Autre enseignement : certains pays à revenus faibles ou intermédiaires, notamment en Polynésie et Micronésie, aux Caraïbes, au Moyen-Orient et en Afrique du Nord, affichent désormais des taux d'obésité supérieurs à ceux de beaucoup de pays industrialisés qui semblent atteindre un plateau, notamment en Europe. « Dans le passé, nous avions tendance à considérer l'obésité comme un problème de pays riches, désormais c'est un problème mondial », remarque Francesco Branca. Il y voit notamment l'effet d'une « transformation rapide, et pas en mieux, des systèmes d'alimentation dans les pays à revenus faibles ou intermédiaires ». À l’inverse, l'obésité montre « des signes d'infléchissement dans certains pays d'Europe du Sud, surtout pour les femmes, l'Espagne et la France en étant des exemples notables », selon Majid Ezzati.

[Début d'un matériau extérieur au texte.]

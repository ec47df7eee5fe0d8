use super::*;

#[test]
fn test_kind_mapping() {
    let err = EngineError::Config {
        field: "lanes.timeout_ms".to_string(),
        cause: "must be positive".to_string(),
    };
    assert_eq!(err.kind(), ErrorKind::Config);
    assert_eq!(err.exit_code(), 2);

    let err = EngineError::store_io("insert chunk", "disk full");
    assert_eq!(err.kind(), ErrorKind::Io);
    assert_eq!(err.exit_code(), 3);

    let err = EngineError::ProviderPermanent {
        provider: "api".to_string(),
        cause: "401".to_string(),
    };
    assert_eq!(err.kind(), ErrorKind::Permanent);
    assert_eq!(err.exit_code(), 4);

    let err = EngineError::Timeout {
        stage: "lane:vector".to_string(),
        elapsed_ms: 2000,
    };
    assert_eq!(err.exit_code(), 5);
}

#[test]
fn test_transient_classification() {
    assert!(EngineError::store_io("read", "busy").is_transient());
    assert!(
        EngineError::ProviderTransient {
            provider: "api".to_string(),
            cause: "503".to_string(),
        }
        .is_transient()
    );
    assert!(
        !EngineError::ProviderPermanent {
            provider: "api".to_string(),
            cause: "401".to_string(),
        }
        .is_transient()
    );
    assert!(
        !EngineError::StoreCorruption {
            detail: "bad page".to_string(),
        }
        .is_transient()
    );
}

#[test]
fn test_display_includes_context() {
    let err = EngineError::store_constraint("insert span", "UNIQUE violated");
    let msg = format!("{err}");
    assert!(msg.contains("insert span"));
    assert!(msg.contains("UNIQUE violated"));
}

#[test]
fn test_sqlite_constraint_conversion() {
    let sqlite_err = rusqlite::Error::SqliteFailure(
        rusqlite::ffi::Error::new(rusqlite::ffi::SQLITE_CONSTRAINT),
        Some("UNIQUE constraint failed".to_string()),
    );
    let err: EngineError = sqlite_err.into();
    assert_eq!(err.kind(), ErrorKind::Constraint);
}

#[test]
fn test_result_propagation() {
    fn inner() -> Result<()> {
        Err(EngineError::StoreCorruption {
            detail: "test".to_string(),
        })
    }
    fn outer() -> Result<()> {
        inner()?;
        Ok(())
    }
    assert_eq!(outer().unwrap_err().kind(), ErrorKind::Corruption);
}
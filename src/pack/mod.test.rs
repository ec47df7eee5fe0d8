use super::*;

const MODEL: &str = "gpt-4";

fn input(id: &str, category: ItemCategory, relevance: f32, content: &str) -> PackInput {
    PackInput {
        id: id.to_string(),
        path: format!("src/{id}.rs"),
        symbol: None,
        content: content.to_string(),
        signature: Some(format!("fn {id}()")),
        category,
        relevance,
    }
}

fn code_body(lines: usize) -> String {
    (0..lines)
        .map(|i| format!("    let value_{i} = compute_{i}(input_{i});"))
        .collect::<Vec<_>>()
        .join("\n")
}

#[test]
fn test_category_from_path() {
    assert_eq!(ItemCategory::from_path("src/auth.rs"), ItemCategory::Code);
    assert_eq!(ItemCategory::from_path("tests/auth.rs"), ItemCategory::Tests);
    assert_eq!(ItemCategory::from_path("docs/guide.md"), ItemCategory::Docs);
    assert_eq!(ItemCategory::from_path("config/app.yaml"), ItemCategory::Config);
    assert_eq!(ItemCategory::from_path("Cargo.toml"), ItemCategory::Config);
}

#[test]
fn test_default_allocation_sums_to_one() {
    let profile = PackingProfile::new("repo", MODEL);
    assert!(profile.validate().is_ok());
    assert!((profile.budget_allocation.sum() - 1.0).abs() < 1e-6);
}

#[test]
fn test_validate_rejects_bad_allocation() {
    let mut profile = PackingProfile::new("repo", MODEL);
    profile.budget_allocation.reserve = 0.5;
    assert!(profile.validate().is_err());
}

#[test]
fn test_everything_fits_stays_full() {
    let profile = PackingProfile::new("repo", MODEL);
    let inputs = vec![
        input("a", ItemCategory::Code, 1.0, "fn a() { body(); }"),
        input("b", ItemCategory::Code, 0.9, "fn b() { body(); }"),
    ];
    let outcome = pack(inputs, &profile, 10_000, MODEL, true);
    assert_eq!(outcome.items.len(), 2);
    assert!(outcome.dropped.is_empty());
    assert!(!outcome.budget_reached);
    assert!(outcome
        .items
        .iter()
        .all(|i| i.degradation == Degradation::Full));
}

#[test]
fn test_priority_times_relevance_order() {
    let profile = PackingProfile::new("repo", MODEL);
    let inputs = vec![
        // tests priority 0.7 × 1.0 = 0.7
        input("test_item", ItemCategory::Tests, 1.0, "fn t() {}"),
        // code priority 1.0 × 0.9 = 0.9
        input("code_item", ItemCategory::Code, 0.9, "fn c() {}"),
        // memory priority 0.9 × 0.5 = 0.45
        input("memory_item", ItemCategory::Memory, 0.5, "note"),
    ];
    let outcome = pack(inputs, &profile, 10_000, MODEL, true);
    let ids: Vec<&str> = outcome.items.iter().map(|i| i.id.as_str()).collect();
    assert_eq!(ids, vec!["code_item", "test_item", "memory_item"]);
}

#[test]
fn test_low_priority_degrades_first() {
    let profile = PackingProfile::new("repo", MODEL);
    let hot_content = format!("fn hot() {{\n{}\n}}", code_body(20));
    let cold_content = format!("fn cold() {{\n{}\n}}", code_body(100));
    let inputs = vec![
        input("hot", ItemCategory::Code, 1.0, &hot_content),
        input("cold", ItemCategory::Code, 0.2, &cold_content),
    ];
    // Budget fits the hot body in full (within its tier share) but not the
    // much larger cold body.
    let hot_tokens = crate::tokenizer::count_tokens(&hot_content, MODEL);
    let outcome = pack(inputs, &profile, hot_tokens * 3 + 80, MODEL, true);

    let hot = outcome.items.iter().find(|i| i.id == "hot").unwrap();
    assert_eq!(hot.degradation, Degradation::Full);
    let cold = outcome.items.iter().find(|i| i.id == "cold").unwrap();
    assert_eq!(cold.degradation, Degradation::Capsule);
    assert!(outcome.budget_reached);
}

#[test]
fn test_capsule_form_when_content_disabled() {
    let profile = PackingProfile::new("repo", MODEL);
    let inputs = vec![input(
        "a",
        ItemCategory::Code,
        1.0,
        &format!("fn a() {{\n{}\n}}", code_body(50)),
    )];
    let outcome = pack(inputs, &profile, 10_000, MODEL, false);
    assert_eq!(outcome.items.len(), 1);
    assert_eq!(outcome.items[0].degradation, Degradation::Capsule);
    assert!(outcome.items[0].content.contains("{ ... }"));
    // Capsules under an ample budget are policy-driven, not budget-driven.
    assert!(!outcome.budget_reached);
}

#[test]
fn test_drop_when_nothing_fits() {
    let profile = PackingProfile::new("repo", MODEL);
    let inputs = vec![input(
        "a",
        ItemCategory::Code,
        1.0,
        &format!("fn a() {{\n{}\n}}", code_body(200)),
    )];
    let outcome = pack(inputs, &profile, 3, MODEL, true);
    assert!(outcome.items.is_empty());
    assert_eq!(outcome.dropped.len(), 1);
    assert!(outcome.budget_reached);
    assert!(outcome.dropped[0].reason.contains("degradation ladder"));
}

#[test]
fn test_used_tokens_never_exceed_budget() {
    let profile = PackingProfile::new("repo", MODEL);
    let inputs: Vec<PackInput> = (0..30)
        .map(|i| {
            input(
                &format!("item{i:02}"),
                ItemCategory::Code,
                1.0 - i as f32 * 0.03,
                &format!("fn item{i}() {{\n{}\n}}", code_body(10)),
            )
        })
        .collect();
    let budget = 500;
    let outcome = pack(inputs, &profile, budget, MODEL, true);
    assert!(outcome.used_tokens <= budget);
    // With thirty items and a tight budget, something had to give.
    assert!(outcome.budget_reached || outcome.items.len() == 30);
}

#[test]
fn test_docs_summarize_step() {
    let profile = PackingProfile::new("repo", MODEL);
    let mut doc = String::from("# Guide\n\n");
    for i in 0..40 {
        doc.push_str(&format!(
            "Step {i} is short. The long tail of this paragraph repeats \
             implementation detail that a summary can safely drop, padding \
             the body with many extra tokens of prose.\n\n"
        ));
    }
    let mut item = input("guide", ItemCategory::Docs, 1.0, &doc);
    item.path = "docs/guide.md".to_string();
    item.signature = None;

    let full_tokens = crate::tokenizer::count_tokens(&doc, MODEL);
    // Budget below the full doc but plenty for the bullet summary.
    let outcome = pack(vec![item], &profile, full_tokens / 2, MODEL, true);
    assert_eq!(outcome.items.len(), 1);
    assert_eq!(outcome.items[0].degradation, Degradation::Summarized);
    assert!(outcome.items[0].content.contains("- Step 0 is short."));
    assert!(outcome.items[0].tokens < full_tokens);
}

#[test]
fn test_profile_fingerprint_changes_with_settings() {
    let a = PackingProfile::new("repo", MODEL);
    let mut b = PackingProfile::new("repo", MODEL);
    b.priorities.code = 0.5;
    assert_ne!(a.fingerprint(), b.fingerprint());
}

#[tokio::test]
async fn test_profile_persistence_roundtrip() {
    let store = crate::store::Store::open_in_memory().unwrap();
    let mut profile = PackingProfile::new("repo", MODEL);
    profile.priorities.tests = 0.3;
    profile.save(&store, 1_700_000_000).await.unwrap();

    let loaded = PackingProfile::load_or_default(&store, "repo", MODEL).await;
    assert_eq!(loaded, profile);

    // Unknown pair falls back to defaults.
    let fallback = PackingProfile::load_or_default(&store, "other", MODEL).await;
    assert_eq!(fallback.priorities, Priorities::default());
}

Baisse de l’insuffisance pondérale depuis 1990

L’insuffisance pondérale (également appelée sous-poids) a diminué depuis 1990 et désormais, « dans la plupart des pays, un plus grand nombre de personnes sont touchées par l’obésité que par l’insuffisance pondérale », pointe l'étude. Le sous-poids reste cependant un problème majeur dans certaines régions du monde, comme l'Asie du sud ou l'Afrique subsaharienne. Il est lié à une mortalité accrue chez les femmes et les très jeunes enfants avant et après l'accouchement, ou à un risque de décès supérieur de maladies infectieuses. Par ailleurs, nombre de pays à faible et moyen revenu pâtissent d’une alimentation de mauvaise qualité.

« Cette nouvelle étude souligne l'importance de la prévention et de la prise en charge de l'obésité dès le début de la vie et jusqu'à l'âge adulte, grâce à l'alimentation, à l'activité physique et à des soins adéquats aux besoins », souligne dans un communiqué Tedros Adhanom Ghebreyesus, directeur général de l'OMS. Il appelle à « la coopération du secteur privé, qui doit être responsable de l'impact de ses produits sur la santé ».

Pour l'OMS, les actions bénéfiques sont insuffisamment appliquées : taxer les boissons sucrées, subventionner les aliments bons pour la santé, limiter le marketing d'aliments malsains auprès des enfants, encourager l'activité physique… Quant aux analogues du GLP-1 qui révolutionnent la prise en charge de l'obésité, « ces médicaments sont un outil important, mais pas une solution », met en garde Francesco Branca, rappelant que le recul manque encore sur leurs effets indésirables et à long terme.